In a preferred embodiment, the policy network employs human locomotor action samples; the evaluation function is used for evaluating the motion scheme provided by the strategy network; the tree search treats each motion state of the mechanical arm as one node of a tree; and performing multi-step expansion on the motion of the mechanical arm through the strategy network to obtain a plurality of nodes of the tree, evaluating the expanded leaf nodes according to the evaluation function, returning and updating the values of the root nodes from the leaf nodes, and finally selecting the optimal node according to the values of the nodes as a mechanical arm path planning result.
Example 3
Embodiment 3 of the present invention provides a two-arm robot, which comprises two substantially symmetrical mechanical arms, wherein the two-arm robot performs path planning on the operations of the two substantially symmetrical mechanical arms according to the two-arm robot humanoid operation planning method based on deep learning according to any one of embodiment 1 of the present invention.
Claims (6)
1. A double-arm robot humanoid operation planning method based on deep learning comprises the following steps:
step S1, training a strategy network; the strategy network can calculate the probability of the mechanical arm in each state at the next moment according to the current state and the target state of the mechanical arm, and give out various motion schemes;
s2, determining an evaluation function; the evaluation function is used for evaluating the motion scheme provided by the strategy network;
step S3, performing tree search by combining the strategy network and the evaluation function to obtain a result of mechanical arm path planning;
the method is characterized in that the strategy network adopts a human motion action sample;
the evaluation function is used for evaluating whether the mechanical arm collides with the mechanical arm and the surrounding environment in the movement process;
the tree search treats each motion state of the mechanical arm as one node of a tree; and performing multi-step expansion on the motion of the mechanical arm through the strategy network to obtain a plurality of nodes of the tree, evaluating the expanded leaf nodes according to the evaluation function, returning and updating the values of the root nodes from the leaf nodes, and finally selecting the optimal node according to the values of the nodes as a mechanical arm path planning result.
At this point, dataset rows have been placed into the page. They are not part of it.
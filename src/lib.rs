pub mod api;
pub mod db;
pub mod paths;
pub mod service;
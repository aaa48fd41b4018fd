//! SQLite MovieRepository implementation.

use sqlx::sqlite::SqliteRow;
use sqlx::{Row, SqlitePool};

use crate::db::utils::{current_date, current_timestamp};
use crate::db::{DbError, DbResult, Id, Movie, MovieRepository};

const MOVIE_COLUMNS: &str =
    "id, name, cover_url, description, score, status, rental_status, created_at, modified_at";

/// SQLx-backed movie repository.
pub struct SqliteMovieRepository<'a> {
    pub(crate) pool: &'a SqlitePool,
}

fn movie_from_row(row: &SqliteRow) -> Result<Movie, sqlx::Error> {
    Ok(Movie {
        id: row.try_get("id")?,
        name: row.try_get("name")?,
        cover_url: row.try_get("cover_url")?,
        description: row.try_get("description")?,
        score: row.try_get("score")?,
        status: row.try_get("status")?,
        rental_status: row.try_get("rental_status")?,
        created_at: row.try_get("created_at")?,
        modified_at: row.try_get("modified_at")?,
    })
}

impl<'a> MovieRepository for SqliteMovieRepository<'a> {
    async fn list(&self) -> DbResult<Vec<Movie>> {
        let rows = sqlx::query(&format!("SELECT {} FROM movies ORDER BY id", MOVIE_COLUMNS))
            .fetch_all(self.pool)
            .await?;

        let movies = rows
            .iter()
            .map(movie_from_row)
            .collect::<Result<Vec<_>, _>>()?;

        Ok(movies)
    }

    async fn get(&self, id: Id) -> DbResult<Movie> {
        let row = sqlx::query(&format!("SELECT {} FROM movies WHERE id = ?", MOVIE_COLUMNS))
            .bind(id)
            .fetch_optional(self.pool)
            .await?;

        let row = row.ok_or_else(|| DbError::movie_not_found(id))?;
        Ok(movie_from_row(&row)?)
    }

    async fn create(&self, movie: &Movie) -> DbResult<Movie> {
        // Caller-supplied dates win; missing ones are stamped now
        let created_at = movie.created_at.unwrap_or_else(current_date);
        let modified_at = movie.modified_at.unwrap_or_else(current_timestamp);

        let result = sqlx::query(
            "INSERT INTO movies (name, cover_url, description, score, status, rental_status, created_at, modified_at) \
             VALUES (?, ?, ?, ?, ?, ?, ?, ?)",
        )
        .bind(&movie.name)
        .bind(&movie.cover_url)
        .bind(&movie.description)
        .bind(movie.score)
        .bind(&movie.status)
        .bind(&movie.rental_status)
        .bind(created_at)
        .bind(modified_at)
        .execute(self.pool)
        .await?;

        if result.rows_affected() != 1 {
            return Err(DbError::Constraint {
                message: format!(
                    "insert into movies affected {} rows",
                    result.rows_affected()
                ),
            });
        }

        Ok(Movie {
            id: result.last_insert_rowid(),
            created_at: Some(created_at),
            modified_at: Some(modified_at),
            ..movie.clone()
        })
    }

    async fn update(&self, movie: &Movie) -> DbResult<Movie> {
        // modified_at is always server time, never the caller's value
        let row = sqlx::query(&format!(
            "UPDATE movies SET name = ?, cover_url = ?, description = ?, score = ?, status = ?, \
             rental_status = ?, modified_at = ? WHERE id = ? RETURNING {}",
            MOVIE_COLUMNS
        ))
        .bind(&movie.name)
        .bind(&movie.cover_url)
        .bind(&movie.description)
        .bind(movie.score)
        .bind(&movie.status)
        .bind(&movie.rental_status)
        .bind(current_timestamp())
        .bind(movie.id)
        .fetch_optional(self.pool)
        .await?;

        let row = row.ok_or_else(|| DbError::movie_not_found(movie.id))?;
        Ok(movie_from_row(&row)?)
    }

    async fn delete(&self, id: Id) -> DbResult<()> {
        let result = sqlx::query("DELETE FROM movies WHERE id = ?")
            .bind(id)
            .execute(self.pool)
            .await?;

        if result.rows_affected() == 0 {
            return Err(DbError::movie_not_found(id));
        }

        Ok(())
    }

    async fn update_rental_status(&self, id: Id, rental_status: &str) -> DbResult<()> {
        let result = sqlx::query("UPDATE movies SET rental_status = ? WHERE id = ?")
            .bind(rental_status)
            .bind(id)
            .execute(self.pool)
            .await?;

        if result.rows_affected() == 0 {
            return Err(DbError::movie_not_found(id));
        }

        Ok(())
    }
}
2. The deep learning-based two-arm robot humanoid job planning method of claim 1, wherein the human motion samples are acquired through a motion capture device.
3. The deep learning-based two-arm robot humanoid job planning method of claim 1, wherein the evaluation function is used for evaluating the cost of each state of the mechanical arm from the current state to the next moment.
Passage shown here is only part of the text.